[WHAT THE EXERCISE ASKS]
In the reply, include exactly the lines of the entries below from the first to the line with "use crate::search::boundary::DEFAULT_CONTEXT_BYTES;", that line included.

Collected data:
++++++++++

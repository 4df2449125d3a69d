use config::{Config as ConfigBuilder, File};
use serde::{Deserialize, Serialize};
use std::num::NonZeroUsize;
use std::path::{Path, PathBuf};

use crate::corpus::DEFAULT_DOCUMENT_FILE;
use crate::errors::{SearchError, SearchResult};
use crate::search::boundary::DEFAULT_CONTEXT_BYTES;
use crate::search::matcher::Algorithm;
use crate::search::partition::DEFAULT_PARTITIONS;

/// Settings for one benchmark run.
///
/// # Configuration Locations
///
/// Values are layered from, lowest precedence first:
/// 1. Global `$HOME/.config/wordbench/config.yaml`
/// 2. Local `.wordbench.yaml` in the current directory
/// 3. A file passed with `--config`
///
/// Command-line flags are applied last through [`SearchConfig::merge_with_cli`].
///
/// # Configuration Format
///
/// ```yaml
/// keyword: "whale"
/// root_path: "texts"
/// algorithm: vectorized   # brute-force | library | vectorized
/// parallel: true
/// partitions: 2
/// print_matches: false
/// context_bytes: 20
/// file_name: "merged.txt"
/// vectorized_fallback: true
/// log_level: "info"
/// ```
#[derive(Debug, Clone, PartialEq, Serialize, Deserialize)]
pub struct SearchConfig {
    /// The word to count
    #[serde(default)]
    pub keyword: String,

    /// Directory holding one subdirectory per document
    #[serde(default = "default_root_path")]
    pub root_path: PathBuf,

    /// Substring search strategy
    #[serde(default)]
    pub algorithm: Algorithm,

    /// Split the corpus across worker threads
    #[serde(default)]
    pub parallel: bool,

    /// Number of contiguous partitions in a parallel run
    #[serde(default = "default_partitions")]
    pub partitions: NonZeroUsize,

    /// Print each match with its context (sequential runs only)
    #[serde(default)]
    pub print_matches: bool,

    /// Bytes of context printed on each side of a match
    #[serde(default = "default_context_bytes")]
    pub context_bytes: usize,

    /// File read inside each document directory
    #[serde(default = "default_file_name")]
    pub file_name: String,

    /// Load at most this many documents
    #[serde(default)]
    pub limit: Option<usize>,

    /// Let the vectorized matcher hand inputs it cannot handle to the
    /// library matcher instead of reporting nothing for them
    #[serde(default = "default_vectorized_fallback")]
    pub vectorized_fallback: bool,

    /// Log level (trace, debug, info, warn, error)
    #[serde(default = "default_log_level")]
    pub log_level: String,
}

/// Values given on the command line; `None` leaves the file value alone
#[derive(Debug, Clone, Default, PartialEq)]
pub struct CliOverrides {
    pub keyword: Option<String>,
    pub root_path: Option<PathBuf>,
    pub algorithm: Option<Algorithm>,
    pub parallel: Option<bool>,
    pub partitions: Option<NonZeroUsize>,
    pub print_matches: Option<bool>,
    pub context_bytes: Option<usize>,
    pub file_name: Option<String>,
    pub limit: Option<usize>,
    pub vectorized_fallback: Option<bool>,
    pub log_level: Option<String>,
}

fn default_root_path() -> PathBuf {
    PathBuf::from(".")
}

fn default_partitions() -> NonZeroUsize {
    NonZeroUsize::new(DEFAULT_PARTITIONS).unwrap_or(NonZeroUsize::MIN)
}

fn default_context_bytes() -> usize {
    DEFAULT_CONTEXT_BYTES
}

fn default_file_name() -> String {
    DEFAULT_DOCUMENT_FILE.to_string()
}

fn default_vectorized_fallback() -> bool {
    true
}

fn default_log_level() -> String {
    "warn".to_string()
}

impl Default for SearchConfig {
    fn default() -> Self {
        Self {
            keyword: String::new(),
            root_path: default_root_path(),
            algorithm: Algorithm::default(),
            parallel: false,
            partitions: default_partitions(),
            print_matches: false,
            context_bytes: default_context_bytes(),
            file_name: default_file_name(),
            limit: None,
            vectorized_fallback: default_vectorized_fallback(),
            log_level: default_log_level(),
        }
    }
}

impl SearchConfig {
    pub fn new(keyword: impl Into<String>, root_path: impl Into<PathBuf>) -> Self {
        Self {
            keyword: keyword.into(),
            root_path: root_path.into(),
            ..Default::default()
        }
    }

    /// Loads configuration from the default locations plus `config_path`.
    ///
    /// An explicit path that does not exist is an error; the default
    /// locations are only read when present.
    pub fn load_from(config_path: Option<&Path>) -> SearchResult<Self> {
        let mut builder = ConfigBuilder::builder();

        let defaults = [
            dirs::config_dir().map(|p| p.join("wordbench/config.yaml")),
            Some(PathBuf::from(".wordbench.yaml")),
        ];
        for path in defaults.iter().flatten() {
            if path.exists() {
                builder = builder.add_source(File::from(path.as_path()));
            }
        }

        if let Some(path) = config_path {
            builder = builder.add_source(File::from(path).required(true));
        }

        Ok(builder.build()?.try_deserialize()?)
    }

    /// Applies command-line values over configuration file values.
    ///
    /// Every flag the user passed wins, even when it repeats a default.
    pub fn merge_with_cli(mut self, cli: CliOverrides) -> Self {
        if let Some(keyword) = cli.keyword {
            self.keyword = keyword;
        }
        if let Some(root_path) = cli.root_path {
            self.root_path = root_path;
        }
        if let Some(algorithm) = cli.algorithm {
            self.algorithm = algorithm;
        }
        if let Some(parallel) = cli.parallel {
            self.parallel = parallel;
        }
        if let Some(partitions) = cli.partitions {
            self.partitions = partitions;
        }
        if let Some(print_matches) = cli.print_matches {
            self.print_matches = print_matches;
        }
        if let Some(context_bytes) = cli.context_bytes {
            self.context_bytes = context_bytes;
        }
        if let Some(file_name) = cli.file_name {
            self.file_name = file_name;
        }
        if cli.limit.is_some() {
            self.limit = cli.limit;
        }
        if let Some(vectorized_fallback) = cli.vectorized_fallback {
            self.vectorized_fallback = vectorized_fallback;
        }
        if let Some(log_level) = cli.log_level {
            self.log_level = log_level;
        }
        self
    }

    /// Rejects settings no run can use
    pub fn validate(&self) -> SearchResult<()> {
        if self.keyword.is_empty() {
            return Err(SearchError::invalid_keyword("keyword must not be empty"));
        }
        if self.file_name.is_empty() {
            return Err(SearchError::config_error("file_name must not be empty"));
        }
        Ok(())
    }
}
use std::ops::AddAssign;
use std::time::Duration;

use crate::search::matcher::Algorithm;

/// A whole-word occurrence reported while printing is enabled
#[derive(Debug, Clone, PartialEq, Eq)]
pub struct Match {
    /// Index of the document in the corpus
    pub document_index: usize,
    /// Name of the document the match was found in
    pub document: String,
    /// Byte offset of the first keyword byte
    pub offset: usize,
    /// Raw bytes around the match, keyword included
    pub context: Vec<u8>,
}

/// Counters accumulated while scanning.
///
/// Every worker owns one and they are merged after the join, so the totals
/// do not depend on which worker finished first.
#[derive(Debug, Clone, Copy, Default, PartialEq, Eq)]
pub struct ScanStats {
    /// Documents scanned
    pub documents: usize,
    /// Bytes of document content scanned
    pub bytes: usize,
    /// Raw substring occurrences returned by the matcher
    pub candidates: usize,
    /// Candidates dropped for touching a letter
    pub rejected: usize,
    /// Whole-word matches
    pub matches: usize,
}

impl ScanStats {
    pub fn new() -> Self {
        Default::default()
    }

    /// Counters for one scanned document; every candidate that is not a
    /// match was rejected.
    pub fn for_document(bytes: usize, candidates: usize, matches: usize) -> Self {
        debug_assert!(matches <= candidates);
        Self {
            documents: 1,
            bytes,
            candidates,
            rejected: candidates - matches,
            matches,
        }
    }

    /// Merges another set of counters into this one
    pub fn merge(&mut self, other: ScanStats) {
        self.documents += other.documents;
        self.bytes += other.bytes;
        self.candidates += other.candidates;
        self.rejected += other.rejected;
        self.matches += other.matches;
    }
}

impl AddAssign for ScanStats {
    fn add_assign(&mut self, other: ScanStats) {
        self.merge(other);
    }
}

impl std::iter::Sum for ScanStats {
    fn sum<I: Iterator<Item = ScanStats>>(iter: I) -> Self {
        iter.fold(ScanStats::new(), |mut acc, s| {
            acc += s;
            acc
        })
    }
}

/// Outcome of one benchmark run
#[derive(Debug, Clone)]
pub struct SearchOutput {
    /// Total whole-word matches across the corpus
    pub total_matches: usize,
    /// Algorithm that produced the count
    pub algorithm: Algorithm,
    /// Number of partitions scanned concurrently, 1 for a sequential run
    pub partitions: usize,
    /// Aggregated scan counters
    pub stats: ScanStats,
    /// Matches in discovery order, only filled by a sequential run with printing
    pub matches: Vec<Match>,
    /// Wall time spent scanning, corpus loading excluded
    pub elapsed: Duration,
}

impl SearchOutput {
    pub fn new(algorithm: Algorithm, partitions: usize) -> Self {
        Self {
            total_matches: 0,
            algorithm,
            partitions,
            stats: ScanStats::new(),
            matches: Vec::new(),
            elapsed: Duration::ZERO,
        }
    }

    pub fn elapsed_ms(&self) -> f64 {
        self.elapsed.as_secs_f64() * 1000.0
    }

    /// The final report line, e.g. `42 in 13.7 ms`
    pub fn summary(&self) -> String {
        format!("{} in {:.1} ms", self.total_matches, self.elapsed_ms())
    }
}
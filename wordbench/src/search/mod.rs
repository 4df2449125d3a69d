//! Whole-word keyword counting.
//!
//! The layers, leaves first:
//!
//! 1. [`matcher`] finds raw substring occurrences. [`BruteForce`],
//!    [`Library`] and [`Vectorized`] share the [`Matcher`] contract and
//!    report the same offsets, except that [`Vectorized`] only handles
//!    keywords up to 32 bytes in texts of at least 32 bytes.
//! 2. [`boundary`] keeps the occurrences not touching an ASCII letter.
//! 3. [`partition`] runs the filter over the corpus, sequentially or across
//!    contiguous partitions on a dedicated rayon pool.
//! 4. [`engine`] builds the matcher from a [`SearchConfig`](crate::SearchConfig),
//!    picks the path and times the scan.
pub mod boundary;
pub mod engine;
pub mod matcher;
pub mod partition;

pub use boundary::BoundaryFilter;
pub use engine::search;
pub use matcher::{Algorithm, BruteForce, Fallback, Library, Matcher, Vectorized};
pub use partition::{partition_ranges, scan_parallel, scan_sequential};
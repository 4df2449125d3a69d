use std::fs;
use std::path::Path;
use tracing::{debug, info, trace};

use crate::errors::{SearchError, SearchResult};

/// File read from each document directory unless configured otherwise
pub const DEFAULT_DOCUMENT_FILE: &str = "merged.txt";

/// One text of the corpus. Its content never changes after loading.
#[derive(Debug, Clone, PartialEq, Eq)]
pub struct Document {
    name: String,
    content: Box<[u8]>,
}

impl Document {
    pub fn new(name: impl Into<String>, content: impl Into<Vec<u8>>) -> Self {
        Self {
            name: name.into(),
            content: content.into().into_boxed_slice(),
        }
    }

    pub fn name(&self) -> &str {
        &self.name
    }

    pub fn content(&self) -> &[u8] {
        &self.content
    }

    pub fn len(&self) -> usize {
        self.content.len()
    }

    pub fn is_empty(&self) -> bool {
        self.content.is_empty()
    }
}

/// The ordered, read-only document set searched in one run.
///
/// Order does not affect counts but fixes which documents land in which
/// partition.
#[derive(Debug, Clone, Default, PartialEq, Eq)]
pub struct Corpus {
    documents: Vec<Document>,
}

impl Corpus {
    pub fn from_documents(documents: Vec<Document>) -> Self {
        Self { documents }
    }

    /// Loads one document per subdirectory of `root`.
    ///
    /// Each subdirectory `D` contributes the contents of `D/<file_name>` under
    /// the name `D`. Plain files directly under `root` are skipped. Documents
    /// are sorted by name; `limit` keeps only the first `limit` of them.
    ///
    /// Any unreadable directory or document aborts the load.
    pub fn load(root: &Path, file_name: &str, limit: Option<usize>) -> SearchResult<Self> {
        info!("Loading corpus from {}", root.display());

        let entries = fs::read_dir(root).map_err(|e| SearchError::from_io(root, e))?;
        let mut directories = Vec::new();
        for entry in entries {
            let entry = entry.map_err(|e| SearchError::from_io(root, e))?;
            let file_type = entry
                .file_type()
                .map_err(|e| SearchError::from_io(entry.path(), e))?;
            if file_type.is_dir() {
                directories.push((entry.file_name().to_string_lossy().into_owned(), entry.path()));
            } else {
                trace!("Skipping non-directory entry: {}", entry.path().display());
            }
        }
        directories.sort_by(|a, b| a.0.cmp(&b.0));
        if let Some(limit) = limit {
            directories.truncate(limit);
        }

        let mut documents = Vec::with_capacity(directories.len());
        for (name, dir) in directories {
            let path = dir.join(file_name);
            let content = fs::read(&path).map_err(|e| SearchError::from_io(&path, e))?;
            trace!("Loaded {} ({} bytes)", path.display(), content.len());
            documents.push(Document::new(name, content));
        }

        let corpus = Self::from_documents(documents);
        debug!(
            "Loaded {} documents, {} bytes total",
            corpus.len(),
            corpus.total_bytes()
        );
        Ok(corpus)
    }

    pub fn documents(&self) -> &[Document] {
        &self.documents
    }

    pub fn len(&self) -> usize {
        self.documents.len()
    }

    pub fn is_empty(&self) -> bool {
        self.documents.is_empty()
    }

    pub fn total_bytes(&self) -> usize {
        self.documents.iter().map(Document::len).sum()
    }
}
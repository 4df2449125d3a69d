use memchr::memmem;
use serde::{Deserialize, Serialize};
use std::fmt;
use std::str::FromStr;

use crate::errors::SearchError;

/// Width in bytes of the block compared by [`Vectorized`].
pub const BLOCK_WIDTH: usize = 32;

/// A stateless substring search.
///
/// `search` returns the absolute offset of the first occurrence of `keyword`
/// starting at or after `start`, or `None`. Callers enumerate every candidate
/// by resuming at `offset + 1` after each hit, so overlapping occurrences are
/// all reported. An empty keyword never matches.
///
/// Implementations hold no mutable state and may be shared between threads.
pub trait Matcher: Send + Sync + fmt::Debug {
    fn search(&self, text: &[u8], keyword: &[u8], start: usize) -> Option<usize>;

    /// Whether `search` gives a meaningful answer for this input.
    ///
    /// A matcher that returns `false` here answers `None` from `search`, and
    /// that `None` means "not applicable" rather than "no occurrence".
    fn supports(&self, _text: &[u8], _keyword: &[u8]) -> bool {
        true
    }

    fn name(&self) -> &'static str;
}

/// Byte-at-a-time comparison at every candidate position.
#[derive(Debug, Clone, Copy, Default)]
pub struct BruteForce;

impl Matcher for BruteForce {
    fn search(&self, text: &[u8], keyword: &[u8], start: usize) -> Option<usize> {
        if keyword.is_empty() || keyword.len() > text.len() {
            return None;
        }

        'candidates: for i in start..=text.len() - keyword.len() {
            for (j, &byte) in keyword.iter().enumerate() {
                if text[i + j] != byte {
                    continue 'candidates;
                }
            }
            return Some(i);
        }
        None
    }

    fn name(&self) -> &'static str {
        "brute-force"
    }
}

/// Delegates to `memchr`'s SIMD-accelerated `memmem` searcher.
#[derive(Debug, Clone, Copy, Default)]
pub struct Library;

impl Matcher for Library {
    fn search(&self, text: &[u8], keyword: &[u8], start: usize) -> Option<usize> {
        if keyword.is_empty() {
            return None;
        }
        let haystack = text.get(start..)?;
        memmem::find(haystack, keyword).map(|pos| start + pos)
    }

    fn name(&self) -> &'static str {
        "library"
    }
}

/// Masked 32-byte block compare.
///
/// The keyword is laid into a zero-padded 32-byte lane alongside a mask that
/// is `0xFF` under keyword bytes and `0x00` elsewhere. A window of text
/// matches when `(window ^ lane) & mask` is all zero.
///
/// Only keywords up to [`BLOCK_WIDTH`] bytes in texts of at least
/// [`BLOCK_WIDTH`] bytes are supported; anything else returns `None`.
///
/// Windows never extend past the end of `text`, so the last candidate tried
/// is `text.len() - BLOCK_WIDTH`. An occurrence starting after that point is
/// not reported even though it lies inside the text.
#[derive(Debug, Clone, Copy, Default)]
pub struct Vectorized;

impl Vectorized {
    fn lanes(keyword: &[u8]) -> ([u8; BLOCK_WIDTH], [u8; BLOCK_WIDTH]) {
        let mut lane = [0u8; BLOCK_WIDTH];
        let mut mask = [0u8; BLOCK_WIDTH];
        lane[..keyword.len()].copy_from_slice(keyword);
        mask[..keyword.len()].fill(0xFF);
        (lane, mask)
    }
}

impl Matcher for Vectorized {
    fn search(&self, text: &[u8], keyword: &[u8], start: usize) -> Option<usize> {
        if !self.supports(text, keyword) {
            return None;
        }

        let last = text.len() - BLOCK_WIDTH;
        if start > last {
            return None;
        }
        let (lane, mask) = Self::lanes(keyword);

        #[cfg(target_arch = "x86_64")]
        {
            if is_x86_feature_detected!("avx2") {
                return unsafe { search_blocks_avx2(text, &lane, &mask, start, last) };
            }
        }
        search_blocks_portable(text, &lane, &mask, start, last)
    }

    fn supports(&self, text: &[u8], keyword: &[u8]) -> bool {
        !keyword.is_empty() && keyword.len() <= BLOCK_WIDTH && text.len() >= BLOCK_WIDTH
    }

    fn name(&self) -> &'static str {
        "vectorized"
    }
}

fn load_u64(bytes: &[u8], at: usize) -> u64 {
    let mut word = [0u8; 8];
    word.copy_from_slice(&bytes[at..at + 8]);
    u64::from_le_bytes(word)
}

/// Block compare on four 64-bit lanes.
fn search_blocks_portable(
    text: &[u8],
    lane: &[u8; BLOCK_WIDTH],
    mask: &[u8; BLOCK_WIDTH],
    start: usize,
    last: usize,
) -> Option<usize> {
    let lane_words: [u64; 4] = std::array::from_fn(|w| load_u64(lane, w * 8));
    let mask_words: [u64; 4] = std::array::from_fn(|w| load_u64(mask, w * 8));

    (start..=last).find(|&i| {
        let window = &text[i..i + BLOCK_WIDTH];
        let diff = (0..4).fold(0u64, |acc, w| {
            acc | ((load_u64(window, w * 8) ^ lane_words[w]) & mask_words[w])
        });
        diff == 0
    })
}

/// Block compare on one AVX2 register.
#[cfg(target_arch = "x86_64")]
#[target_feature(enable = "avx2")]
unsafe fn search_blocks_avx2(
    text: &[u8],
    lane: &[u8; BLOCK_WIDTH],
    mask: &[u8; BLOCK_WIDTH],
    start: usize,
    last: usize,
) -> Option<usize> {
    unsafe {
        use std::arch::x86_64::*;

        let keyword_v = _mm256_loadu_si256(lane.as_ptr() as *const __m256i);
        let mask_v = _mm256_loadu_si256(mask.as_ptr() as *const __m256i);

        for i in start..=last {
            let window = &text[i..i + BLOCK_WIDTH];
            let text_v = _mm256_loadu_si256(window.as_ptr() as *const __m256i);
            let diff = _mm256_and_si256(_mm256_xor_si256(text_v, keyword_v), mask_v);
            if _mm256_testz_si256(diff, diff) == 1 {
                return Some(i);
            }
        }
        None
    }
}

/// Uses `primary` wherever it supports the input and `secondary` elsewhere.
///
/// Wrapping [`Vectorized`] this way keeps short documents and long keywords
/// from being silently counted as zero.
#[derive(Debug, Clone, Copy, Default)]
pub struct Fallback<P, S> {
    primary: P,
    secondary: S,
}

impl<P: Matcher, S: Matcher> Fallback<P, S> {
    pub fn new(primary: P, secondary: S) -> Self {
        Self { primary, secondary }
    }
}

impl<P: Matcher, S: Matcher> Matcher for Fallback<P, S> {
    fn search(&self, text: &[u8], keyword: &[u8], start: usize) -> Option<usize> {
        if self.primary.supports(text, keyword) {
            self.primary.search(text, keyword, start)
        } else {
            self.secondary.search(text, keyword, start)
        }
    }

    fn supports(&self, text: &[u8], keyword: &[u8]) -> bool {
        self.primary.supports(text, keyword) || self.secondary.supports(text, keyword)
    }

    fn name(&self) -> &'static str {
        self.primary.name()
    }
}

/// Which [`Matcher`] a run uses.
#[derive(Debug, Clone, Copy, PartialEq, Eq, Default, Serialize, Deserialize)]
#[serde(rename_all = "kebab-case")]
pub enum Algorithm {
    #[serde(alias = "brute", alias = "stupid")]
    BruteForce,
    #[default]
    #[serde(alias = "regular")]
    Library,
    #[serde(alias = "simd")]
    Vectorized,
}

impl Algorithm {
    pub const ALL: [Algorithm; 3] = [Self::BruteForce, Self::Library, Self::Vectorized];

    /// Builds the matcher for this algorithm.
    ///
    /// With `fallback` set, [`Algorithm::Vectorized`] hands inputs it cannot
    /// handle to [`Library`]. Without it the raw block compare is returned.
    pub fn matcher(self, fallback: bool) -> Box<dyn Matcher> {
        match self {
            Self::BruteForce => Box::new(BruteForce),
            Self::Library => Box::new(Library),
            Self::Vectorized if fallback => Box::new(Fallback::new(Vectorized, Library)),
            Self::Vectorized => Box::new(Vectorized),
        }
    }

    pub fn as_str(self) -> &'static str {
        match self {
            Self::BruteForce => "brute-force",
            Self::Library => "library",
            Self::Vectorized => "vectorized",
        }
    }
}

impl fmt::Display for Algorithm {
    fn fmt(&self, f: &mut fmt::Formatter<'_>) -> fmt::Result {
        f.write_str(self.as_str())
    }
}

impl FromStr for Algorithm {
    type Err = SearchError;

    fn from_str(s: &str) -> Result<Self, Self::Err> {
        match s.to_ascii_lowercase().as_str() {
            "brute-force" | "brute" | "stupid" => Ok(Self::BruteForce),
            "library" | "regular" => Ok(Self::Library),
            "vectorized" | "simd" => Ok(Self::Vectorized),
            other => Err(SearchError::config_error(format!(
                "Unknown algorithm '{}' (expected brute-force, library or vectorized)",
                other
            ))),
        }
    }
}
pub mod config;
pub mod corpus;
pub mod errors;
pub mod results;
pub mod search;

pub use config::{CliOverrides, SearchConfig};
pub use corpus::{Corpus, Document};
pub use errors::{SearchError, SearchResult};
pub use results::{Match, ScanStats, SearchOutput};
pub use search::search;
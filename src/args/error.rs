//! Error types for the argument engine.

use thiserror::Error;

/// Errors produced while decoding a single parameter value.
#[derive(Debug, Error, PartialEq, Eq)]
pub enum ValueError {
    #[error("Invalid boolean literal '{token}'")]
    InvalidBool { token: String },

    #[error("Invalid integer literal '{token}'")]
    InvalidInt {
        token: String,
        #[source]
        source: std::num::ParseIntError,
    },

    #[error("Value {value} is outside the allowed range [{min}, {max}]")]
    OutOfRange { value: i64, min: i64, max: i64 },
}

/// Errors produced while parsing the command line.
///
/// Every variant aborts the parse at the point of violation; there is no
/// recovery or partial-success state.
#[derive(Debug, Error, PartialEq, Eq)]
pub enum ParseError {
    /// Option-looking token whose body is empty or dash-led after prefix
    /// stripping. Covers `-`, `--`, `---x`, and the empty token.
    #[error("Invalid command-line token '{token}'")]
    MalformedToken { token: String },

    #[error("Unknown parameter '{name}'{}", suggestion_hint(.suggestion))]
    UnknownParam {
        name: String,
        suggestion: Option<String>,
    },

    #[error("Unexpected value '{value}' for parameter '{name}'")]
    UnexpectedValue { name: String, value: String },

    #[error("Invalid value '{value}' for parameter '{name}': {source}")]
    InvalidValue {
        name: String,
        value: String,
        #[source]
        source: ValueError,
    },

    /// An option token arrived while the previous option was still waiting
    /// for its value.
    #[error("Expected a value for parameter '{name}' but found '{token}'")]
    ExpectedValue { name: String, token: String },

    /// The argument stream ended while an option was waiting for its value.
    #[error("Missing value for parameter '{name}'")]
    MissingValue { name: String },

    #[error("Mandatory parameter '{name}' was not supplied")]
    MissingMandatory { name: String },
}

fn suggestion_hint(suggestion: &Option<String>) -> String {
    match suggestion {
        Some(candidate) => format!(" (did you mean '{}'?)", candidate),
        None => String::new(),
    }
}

++++++++++

[TASK RESPONSE]
repository 4df2449125d3a69d
use config::{Config as ConfigBuilder, File};
use serde::{Deserialize, Serialize};
use std::num::NonZeroUsize;
use std::path::{Path, PathBuf};

use crate::corpus::DEFAULT_DOCUMENT_FILE;
use crate::errors::{SearchError, SearchResult};
use crate::search::boundary::DEFAULT_CONTEXT_BYTES;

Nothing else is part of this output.